Art. 53 – Kostenteilung bei Versuchen ohne Einigung zwischen den Registranten und/oder nachgeschalteten Anwendern

REACH · (Text von Bedeutung für den EWR)

(1)Müssen die Registranten oder nachgeschalteten Anwender aufgrund einer Entscheidung nach diesem Titel einen Versuch durchführen, so bemühen sie sich nach Kräften, eine Vereinbarung darüber zu treffen, wer den Versuch im Namen der anderen Registranten oder nachgeschalteten Anwender durchführen soll und die Agentur binnen 90 Tagen entsprechend unterrichten soll. Wird die Agentur nicht binnen 90 Tagen über eine solche Vereinbarung unterrichtet, so benennt sie einen der Registranten oder nachgeschalteten Anwender, der den Versuch im Namen aller durchzuführen hat.

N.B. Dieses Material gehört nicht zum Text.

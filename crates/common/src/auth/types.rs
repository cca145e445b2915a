//! OAuth token types for the payment gateway
//!
//! `TokenResponse` is the wire shape returned by the gateway's token
//! endpoint; `TokenRecord` is what gets stored per user once a response has
//! been accepted and stamped with the local acquisition time.

use std::fmt;

use chrono::{DateTime, Duration, Utc};
use serde::{Deserialize, Serialize};

use super::error::AuthError;

/// Token response from the gateway's `/oauth/token` endpoint
///
/// Every field is optional on the wire; validation happens when converting
/// into a [`TokenRecord`].
#[derive(Debug, Clone, Default, Serialize, Deserialize, PartialEq, Eq)]
pub struct TokenResponse {
    #[serde(default)]
    pub access_token: Option<String>,
    #[serde(default)]
    pub token_type: Option<String>,
    #[serde(default)]
    pub expires_in: i64,
    #[serde(default)]
    pub scope: Option<String>,
    #[serde(default)]
    pub refresh_token: Option<String>,
    /// Gateway-side identifier of the merchant that granted access
    #[serde(default)]
    pub user_id: Option<i64>,
}

/// Latest token pair for one user
///
/// Exactly one record is live per user; a refresh replaces it wholesale.
#[derive(Clone, Serialize, Deserialize, PartialEq, Eq)]
pub struct TokenRecord {
    /// Bearer token sent with payment calls
    pub access_token: String,
    /// `None` when the gateway never issued one; an empty string is treated
    /// the same way by the lifecycle manager.
    pub refresh_token: Option<String>,
    pub token_type: String,
    /// Access token lifetime in seconds, relative to `obtained_at`
    pub expires_in: i64,
    /// Granted scopes, space separated
    pub scope: Option<String>,
    /// Gateway-side merchant id from the last response that carried one
    pub remote_user_id: Option<i64>,
    /// Local wall-clock time at which the response was accepted
    pub obtained_at: DateTime<Utc>,
}

impl TokenRecord {
    /// Accept a token response at `obtained_at`.
    ///
    /// # Errors
    /// Returns `AuthError::Unauthorized` if the response carries no access
    /// token.
    pub fn from_response(
        response: TokenResponse,
        obtained_at: DateTime<Utc>,
    ) -> Result<Self, AuthError> {
        let access_token = response
            .access_token
            .filter(|token| !token.is_empty())
            .ok_or_else(|| AuthError::unauthorized("gateway returned no access token"))?;

        Ok(Self {
            access_token,
            refresh_token: response.refresh_token,
            token_type: response.token_type.unwrap_or_else(|| "Bearer".to_string()),
            expires_in: response.expires_in,
            scope: response.scope,
            remote_user_id: response.user_id,
            obtained_at,
        })
    }

    /// `obtained_at + expires_in`, or `None` when that is not representable.
    #[must_use]
    pub fn expires_at(&self) -> Option<DateTime<Utc>> {
        Duration::try_seconds(self.expires_in)
            .and_then(|lifetime| self.obtained_at.checked_add_signed(lifetime))
    }

    /// `true` while `now < obtained_at + expires_in - skew`.
    ///
    /// A lifetime or skew that overflows the clock counts as stale.
    #[must_use]
    pub fn is_fresh(&self, now: DateTime<Utc>, skew: Duration) -> bool {
        self.expires_at()
            .and_then(|expires_at| expires_at.checked_sub_signed(skew))
            .is_some_and(|deadline| now < deadline)
    }

    /// Refresh token, if present and non-empty.
    #[must_use]
    pub fn usable_refresh_token(&self) -> Option<&str> {
        self.refresh_token.as_deref().filter(|token| !token.is_empty())
    }

    /// Fill fields the gateway may omit on refresh from the record being
    /// replaced.
    #[must_use]
    pub fn carry_forward(mut self, previous: &Self) -> Self {
        if self.usable_refresh_token().is_none() {
            self.refresh_token.clone_from(&previous.refresh_token);
        }
        if self.remote_user_id.is_none() {
            self.remote_user_id = previous.remote_user_id;
        }
        self
    }
}

impl fmt::Debug for TokenRecord {
    fn fmt(&self, f: &mut fmt::Formatter<'_>) -> fmt::Result {
        f.debug_struct("TokenRecord")
            .field("access_token", &"<redacted>")
            .field("refresh_token", &self.refresh_token.as_ref().map(|_| "<redacted>"))
            .field("token_type", &self.token_type)
            .field("expires_in", &self.expires_in)
            .field("scope", &self.scope)
            .field("remote_user_id", &self.remote_user_id)
            .field("obtained_at", &self.obtained_at)
            .finish()
    }
}

/// Application credentials issued by the gateway
#[derive(Clone, PartialEq, Eq)]
pub struct ClientCredentials {
    /// Application id
    pub client_id: String,
    /// Application secret; never logged
    pub client_secret: String,
}

impl ClientCredentials {
    /// Pair a client id with its secret
    #[must_use]
    pub fn new(client_id: impl Into<String>, client_secret: impl Into<String>) -> Self {
        Self { client_id: client_id.into(), client_secret: client_secret.into() }
    }
}

impl fmt::Debug for ClientCredentials {
    fn fmt(&self, f: &mut fmt::Formatter<'_>) -> fmt::Result {
        f.debug_struct("ClientCredentials")
            .field("client_id", &self.client_id)
            .field("client_secret", &"<redacted>")
            .finish()
    }
}

/// Production REST API base
pub const DEFAULT_API_BASE_URL: &str = "https://api.mercadopago.com";
/// Production authorization page host
pub const DEFAULT_AUTH_BASE_URL: &str = "https://auth.mercadopago.com";

/// Where the gateway serves its OAuth endpoints
#[derive(Debug, Clone, PartialEq, Eq)]
pub struct GatewayEndpoints {
    /// REST API base; the token endpoint lives here
    pub api_base_url: String,
    /// Host of the user-facing authorization page
    pub auth_base_url: String,
}

impl GatewayEndpoints {
    /// Endpoints rooted at the given hosts
    #[must_use]
    pub fn new(api_base_url: impl Into<String>, auth_base_url: impl Into<String>) -> Self {
        Self { api_base_url: api_base_url.into(), auth_base_url: auth_base_url.into() }
    }

    /// Full URL of the token endpoint
    #[must_use]
    pub fn token_url(&self) -> String {
        format!("{}/oauth/token", self.api_base_url.trim_end_matches('/'))
    }

    /// Full URL of the authorization page, without query
    #[must_use]
    pub fn authorization_url(&self) -> String {
        format!("{}/authorization", self.auth_base_url.trim_end_matches('/'))
    }
}

impl Default for GatewayEndpoints {
    fn default() -> Self {
        Self::new(DEFAULT_API_BASE_URL, DEFAULT_AUTH_BASE_URL)
    }
}

/// Result of starting an authorization handshake
#[derive(Debug, Clone, PartialEq, Eq)]
pub struct AuthorizationRequest {
    /// URL to redirect the user to
    pub url: String,
    /// Signed state the callback must echo back
    pub state: String,
}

(2)Führt ein Registrant oder nachgeschalteter Anwender einen Versuch im Namen anderer durch, so sind die Kosten dieser Studie von allen zu gleichen Teilen zu tragen.
(3)In einem Fall nach Absatz 1 stellt der Registrant oder nachgeschaltete Anwender, der den Versuch durchführt, allen anderen Beteiligten eine Kopie des umfassenden Studienberichts zur Verfügung.
(4)Der die Studie durchführende und vorlegende Beteiligte hat einen entsprechenden Anspruch gegenüber den anderen Beteiligten. Jeder Beteiligte kann einen Anspruch mit dem Ziel geltend machen, einem anderen Beteiligten die Herstellung, die Einfuhr oder das Inverkehrbringen des Stoffes zu untersagen, wenn dieser seinen Anteil an den Kosten nicht entrichtet, keine Sicherheit über diesen Betrag stellt oder keine Kopie des umfassenden Studienberichts zu der durchgeführten Studie übergibt. Alle Ansprüche sind vor den nationalen Gerichten durchsetzbar. Die Beteiligten können entscheiden, ihre Zahlungsansprüche vor einer Schiedsinstanz geltend zu machen und deren Schiedsspruch zu akzeptieren.